F‐Spondin Inhibits Migration and Differentiation of Osteoclastic Precursors

Background: Clinically, severe cemental resorption is a rare consequence of periodontitis, although alveolar bone resorption by osteoclasts is one of the main pathologic changes. F‐spondin is a secreted neuronal glycoprotein that localizes to the cementum. F‐spondin is among the cementum‐specific factors in periodontal tissue that have been reported. However, the effects of F‐spondin on osteoclastogenesis have not yet been established. We examined the effects of F‐spondin on stages of osteoclastogenesis, migration, and differentiation in a mouse osteoclastic precursor model, RAW 264 cells. Methods: RAW 264 cells were treated with recombinant F‐spondin.

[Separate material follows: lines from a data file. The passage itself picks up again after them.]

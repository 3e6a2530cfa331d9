//! Conversion of raw backend bodies and client errors into the uniform
//! success/failure shape that callers branch on.

use serde::Serialize;
use serde_json::Value;

use crate::error::ApiError;

/// Message shown when nothing more specific can be extracted.
pub const DEFAULT_PLACEHOLDER: &str = "Something went wrong";

const MALFORMED_TOKEN_MESSAGE: &str = "Your credentials were not registered in system.";
const EXPIRED_TOKEN_MESSAGE: &str = "Your credentials has been expired.";

/// A backend-reported failure. `message` is never empty.
#[derive(Debug, Clone, PartialEq, Serialize)]
#[serde(rename_all = "camelCase")]
pub struct Failure {
    pub message: String,
    #[serde(skip_serializing_if = "Option::is_none")]
    pub error_code: Option<String>,
    #[serde(skip_serializing_if = "Option::is_none")]
    pub param: Option<String>,
    #[serde(skip_serializing_if = "Option::is_none")]
    pub value: Option<Value>,
}

impl Failure {
    pub fn new(message: impl Into<String>) -> Self {
        Self {
            message: message.into(),
            error_code: None,
            param: None,
            value: None,
        }
    }

    /// True when the failure names a single offending field.
    pub fn is_validation(&self) -> bool {
        self.param.is_some()
    }
}

#[derive(Debug, Clone, PartialEq)]
pub enum NormalizedResult {
    Success { data: Value },
    Failure(Failure),
}

impl NormalizedResult {
    pub fn is_success(&self) -> bool {
        matches!(self, NormalizedResult::Success { .. })
    }

    pub fn data(&self) -> Option<&Value> {
        match self {
            NormalizedResult::Success { data } => Some(data),
            NormalizedResult::Failure(_) => None,
        }
    }

    pub fn failure(&self) -> Option<&Failure> {
        match self {
            NormalizedResult::Success { .. } => None,
            NormalizedResult::Failure(f) => Some(f),
        }
    }

    /// Success payload, or the failure as an error.
    pub fn into_data(self) -> Result<Value, ApiError> {
        match self {
            NormalizedResult::Success { data } => Ok(data),
            NormalizedResult::Failure(f) => Err(ApiError::Rejected(f)),
        }
    }
}

/// Normalize a backend response body.
pub fn normalize(body: Value) -> NormalizedResult {
    if !has_error_marker(&body) {
        return NormalizedResult::Success { data: body };
    }

    match failure_from_envelope(&body["error"]) {
        Some(failure) => NormalizedResult::Failure(failure),
        None => {
            tracing::warn!("Malformed error envelope from backend: {body}");
            NormalizedResult::Failure(Failure::new(DEFAULT_PLACEHOLDER))
        }
    }
}

/// True when the body carries a truthy top-level `error` field.
pub fn has_error_marker(body: &Value) -> bool {
    body.get("error").is_some_and(is_truthy)
}

fn is_truthy(value: &Value) -> bool {
    match value {
        Value::Null => false,
        Value::Bool(b) => *b,
        Value::Number(n) => n.as_f64().is_some_and(|f| f != 0.0 && !f.is_nan()),
        Value::String(s) => !s.is_empty(),
        Value::Array(_) | Value::Object(_) => true,
    }
}

fn failure_from_envelope(error: &Value) -> Option<Failure> {
    let error_code = error.get("code").and_then(code_text);

    if let Some(message) = error.get("message").and_then(non_empty_text) {
        return Some(Failure {
            message: user_facing_message(message),
            error_code,
            param: None,
            value: None,
        });
    }

    let first = error.get("errors")?.as_array()?.first()?;
    let message = first.get("msg").and_then(non_empty_text)?;
    Some(Failure {
        message: message.to_string(),
        error_code,
        param: first.get("param").and_then(Value::as_str).map(str::to_string),
        value: first.get("value").cloned(),
    })
}

/// Rewrites technical token errors into text a user can act on.
fn user_facing_message(raw: &str) -> String {
    let mut message = raw.strip_prefix("Error: ").unwrap_or(raw).to_string();
    if message.contains("jwt malformed") {
        message = MALFORMED_TOKEN_MESSAGE.to_string();
    }
    if message.contains("jwt expired") {
        message = EXPIRED_TOKEN_MESSAGE.to_string();
    }
    message
}

fn non_empty_text(value: &Value) -> Option<&str> {
    value.as_str().filter(|s| !s.trim().is_empty())
}

fn code_text(value: &Value) -> Option<String> {
    match value {
        Value::String(s) => Some(s.clone()),
        Value::Number(n) => Some(n.to_string()),
        _ => None,
    }
}

/// Display string for an error raised by the client.
///
/// Transport errors never reached the server and get the placeholder.
/// Errors carrying a server body surface the body's message, then the first
/// validation `msg`. Everything else uses its own display text.
pub fn parse_error(error: &ApiError, placeholder: Option<&str>) -> String {
    let placeholder = placeholder.unwrap_or(DEFAULT_PLACEHOLDER);
    match error {
        ApiError::Transport(_) => placeholder.to_string(),
        ApiError::Unauthorized { body } | ApiError::Status { body, .. } => {
            serde_json::from_str::<Value>(body)
                .ok()
                .and_then(|v| {
                    let obj = v.get("error").filter(|e| e.is_object()).unwrap_or(&v);
                    message_from_error_object(obj)
                })
                .unwrap_or_else(|| placeholder.to_string())
        }
        ApiError::Rejected(failure) => failure.message.clone(),
        other => other.to_string(),
    }
}

/// [`parse_error`] for a plain JSON error object: `message`, then
/// `errors[0].msg`, then the placeholder.
pub fn parse_error_value(error: &Value, placeholder: Option<&str>) -> String {
    message_from_error_object(error)
        .unwrap_or_else(|| placeholder.unwrap_or(DEFAULT_PLACEHOLDER).to_string())
}

fn message_from_error_object(error: &Value) -> Option<String> {
    if let Some(message) = error.get("message").and_then(non_empty_text) {
        return Some(message.to_string());
    }
    error
        .get("errors")?
        .as_array()?
        .first()?
        .get("msg")
        .and_then(non_empty_text)
        .map(str::to_string)
}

Macrophage colony stimulating factor (M‐CSF)–induced cell migration was examined by migration assay performed with cell culture inserts. Osteoclastic differentiation was measured by counting tartrate‐resistant acid phosphatase (TRAP)–positive multinucleated cells. Results: In a transmigration assay, F‐spondin significantly downregulated M‐CSF–induced cell migration. Further, F‐spondin significantly reduced the number of receptor activator of nuclear factor‐kappa B ligand–induced TRAP‐positive multinucleated cells. The receptor‐associated protein, an antagonist of the low‐density lipoprotein (LDL) receptor family, blocked the effects of F‐spondin on M‐CSF–induced migration. The suppressive effect of F‐spondin on M‐CSF–induced cell migration was blocked by knockdown of LDL receptor–related protein 8 (LRP8), a member of the LDL receptor family. Conclusions: Our findings suggest that F‐spondin downregulates recruitment to the root side of periodontal tissue via LRP8 and inhibits differentiation of osteoclastic precursors. It is suggested that F‐spondin is essential to protect the root surface from resorption.